Proseguendo nel Libro degli Atti, vediamo oggi gli Apostoli condotti davanti al Sinedrio dopo essere stati miracolosamente liberati dall’angelo del Signore e ritornati subito nel tempio per continuare a predicare nel nome di Gesù. Il sommo sacerdote li rimprovera dicendo: “Vi avevamo espressamente ordinato di non insegnare più in questo nome” (At 5,28). La prima accusa contro di loro era dunque che continuavano a predicare nel nome di Gesù, e questo era vero. Le autorità volevano che il nome di Cristo fosse dimenticato, tanto che evitano perfino di pronunciarlo. Ma gli Apostoli non solo invocavano quel nome per compiere miracoli: annunciavano anche tutto ciò che Gesù aveva insegnato.
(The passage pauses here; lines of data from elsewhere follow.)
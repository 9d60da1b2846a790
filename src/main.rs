use anyhow::Context;
use argh::FromArgs;
use course_planner::{EditorInput, Shell};
use std::path::PathBuf;

#[derive(FromArgs)]
/// Load a course catalog and browse it from an interactive menu.
struct Args {
    #[argh(option, short = 'f')]
    /// catalog file to load before the first menu is shown
    file: Option<PathBuf>,

    #[argh(switch, short = 'v')]
    /// increase log verbosity; may be repeated (-v, -vv, -vvv)
    verbose: u8,
}

fn setup_logging(verbosity: u8) {
    use tracing_subscriber::{layer::SubscriberExt, util::SubscriberInitExt};

    let level = match verbosity {
        0 => tracing::Level::WARN,
        1 => tracing::Level::INFO,
        2 => tracing::Level::DEBUG,
        _ => tracing::Level::TRACE,
    };

    let filter = tracing_subscriber::EnvFilter::from_default_env().add_directive(level.into());

    let fmt_layer = tracing_subscriber::fmt::layer()
        .with_writer(std::io::stderr)
        .with_target(false)
        .with_line_number(false);

    tracing_subscriber::registry()
        .with(filter)
        .with(fmt_layer)
        .init();
}

fn run(args: Args) -> anyhow::Result<()> {
    let mut stdout = std::io::stdout();
    let mut stderr = std::io::stderr();
    let mut shell = Shell::new();

    if let Some(path) = &args.file {
        shell
            .load(path, &mut stdout, &mut stderr)
            .with_context(|| format!("failed to preload {}", path.display()))?;
    }

    let mut input = EditorInput::new().context("failed to start line editor")?;
    shell.run(&mut input, &mut stdout, &mut stderr)
}

fn main() {
    let args: Args = argh::from_env();
    setup_logging(args.verbose);

    // failures are reported, but the process always exits successfully
    if let Err(err) = run(args) {
        tracing::error!(error = ?err, "course planner stopped");
        eprintln!("Error: {:#}", err);
    }
}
La seconda accusa era che gli Apostoli rendevano i capi giudei responsabili della morte di Gesù. Anche questo era vero, poiché furono proprio loro a consegnarlo alla morte, pur sapendo che Cristo morì per i peccati di tutti. Tuttavia, Dio si servì di quella malizia per realizzare la redenzione del mondo. San Pietro allora risponde con forza: “Bisogna obbedire a Dio invece che agli uomini” (At 5,29). Egli proclama che Gesù, che loro avevano fatto uccidere, è stato innalzato da Dio come capo e salvatore, e che gli Apostoli ne sono testimoni insieme allo Spirito Santo.
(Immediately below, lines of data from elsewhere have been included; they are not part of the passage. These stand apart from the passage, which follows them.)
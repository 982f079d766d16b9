//! Error handling for pyskel.
//! Defines the error taxonomy shared by configuration resolution, the rule engine,
//! the content rewriter and the validation harness.

use std::path::PathBuf;
use thiserror::Error;

/// Errors that can occur while resolving a configuration or materializing a project.
#[derive(Error, Debug)]
pub enum Error {
    /// An override names an option the model does not declare.
    #[error("Unknown option '{option}'.")]
    UnknownOption { option: String },

    /// An override supplies a value outside the option's allowed values.
    #[error("Invalid value '{value}' for option '{option}' (allowed: {allowed}).")]
    InvalidOptionValue { option: String, value: String, allowed: String },

    /// A rule targets a path that is absent from a freshly rendered tree.
    /// This is a rule/template mismatch, never a user error.
    #[error("Rule '{rule}' expected '{}' to exist.", path.display())]
    MissingExpectedPath { rule: String, path: PathBuf },

    /// A downstream build or test tool exited unsuccessfully.
    #[error("External tool '{command}' failed: {status}.")]
    ExternalToolFailure { command: String, status: String },

    /// A structural assertion of the validation harness did not hold.
    #[error("Check failed: {0}.")]
    CheckFailed(String),

    /// An option model declaration is inconsistent, e.g. a pattern that does not compile.
    #[error("Invalid option model: {0}.")]
    InvalidModel(String),

    /// A path or content rule referenced an option combination it cannot handle.
    #[error("Rule error: {0}.")]
    RuleError(String),

    #[error("Answers error: {0}.")]
    AnswersError(String),

    #[error("Template error: {0}.")]
    TemplateError(String),

    #[error("Prompt error: {0}.")]
    PromptError(#[from] dialoguer::Error),

    #[error("Glob error: {0}.")]
    GlobError(#[from] globset::Error),

    #[error("Template rendering error: {0}.")]
    MinijinjaError(#[from] minijinja::Error),

    #[error("IO error: {0}.")]
    IoError(#[from] std::io::Error),
}

/// Convenience type alias for Results with [`Error`] as the error type.
pub type Result<T> = std::result::Result<T, Error>;

/// Default error handler that prints the error and exits the program.
///
/// # Arguments
/// * `err` - The error to handle
///
/// # Behavior
/// Prints the error message to stderr and exits with status code 1
pub fn default_error_handler(err: Error) {
    eprintln!("{err}");
    std::process::exit(1);
}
San Pietro aggiunge che lo Spirito Santo è dato “a coloro che gli obbediscono” (At 5,32). Lo Spirito è vero testimone, perché è Dio stesso, la terza Persona della Santissima Trinità, che vede ogni cosa e conosce ogni cosa. Egli è stato donato agli Apostoli come Persona viva e divina per fortificarli e dare potenza alla loro missione, confermando così la verità delle promesse di Cristo. Anche noi possiamo ricevere più pienamente lo Spirito Santo, ma la condizione posta dalla Scrittura è chiara: l’obbedienza a Dio.
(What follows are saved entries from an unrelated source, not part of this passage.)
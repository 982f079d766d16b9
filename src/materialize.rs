//! Materialization driver.
//! Resolves overrides against the option model and runs the rule engine over a
//! rendered tree, turning it into the final project layout.

use crate::config::{OptionModel, Overrides, ResolvedConfiguration};
use crate::error::Result;
use crate::rules::{EngineReport, Rule, RuleEngine, RuleSet};
use crate::tree::ProjectTree;
use log::info;

/// Owns the option model and the rule table for the lifetime of the process.
#[derive(Debug, Clone)]
pub struct Materializer {
    model: OptionModel,
    engine: RuleEngine,
}

impl Materializer {
    pub fn new(model: OptionModel, rules: RuleSet) -> Self {
        Self { model, engine: RuleEngine::new(rules) }
    }

    pub fn model(&self) -> &OptionModel {
        &self.model
    }

    pub fn resolve(&self, overrides: &Overrides) -> Result<ResolvedConfiguration> {
        self.model.resolve(overrides)
    }

    /// Rules that would fire for `overrides`, without touching any tree.
    pub fn plan(&self, overrides: &Overrides) -> Result<Vec<&Rule>> {
        let config = self.resolve(overrides)?;
        Ok(self.engine.plan(&config))
    }

    /// Resolves `overrides` and materializes `tree` in place.
    ///
    /// This is destructive: files are deleted and rewritten on disk. Callers that
    /// need the rendered tree afterwards must copy it first.
    ///
    /// # Errors
    /// * `Error::UnknownOption` / `Error::InvalidOptionValue` from resolution, before any mutation
    /// * `Error::MissingExpectedPath` if the tree does not match the rule table
    pub fn materialize<'t>(
        &self,
        tree: &'t mut ProjectTree,
        overrides: &Overrides,
    ) -> Result<&'t mut ProjectTree> {
        let config = self.resolve(overrides)?;
        self.materialize_resolved(tree, &config)?;
        Ok(tree)
    }

    /// Materializes `tree` for an already resolved configuration.
    pub fn materialize_resolved(
        &self,
        tree: &mut ProjectTree,
        config: &ResolvedConfiguration,
    ) -> Result<EngineReport> {
        let report = self.engine.apply(tree, config)?;
        tree.mark_materialized();
        info!(
            "Materialized '{}': {} rule(s) fired, {} path(s) removed, {} file(s) rewritten",
            tree.root().display(),
            report.fired.len(),
            report.removed,
            report.rewritten
        );
        Ok(report)
    }
}

impl Default for Materializer {
    fn default() -> Self {
        Materializer::new(OptionModel::standard(), RuleSet::standard())
    }
}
E infatti nel Vangelo Gesù dice: “Chi crede nel Figlio ha la vita eterna; chi non obbedisce al Figlio non vedrà la vita” (Gv 3,36). Obbedire al Figlio è obbedire al Padre, perché il Padre e il Figlio sono una cosa sola. Per questo la voce del Padre proclama sul monte della Trasfigurazione: “Questi è il Figlio mio prediletto… ascoltatelo” (Mt 17,5). E la Madonna stessa ci lascia come ultime parole nelle Scritture: “Fate quello che vi dirà” (Gv 2,5). Leggiamo dunque la Parola di Dio, ascoltiamo Gesù, obbediamo ai suoi comandamenti, e il Padre ci colmerà del dono dello Spirito Santo.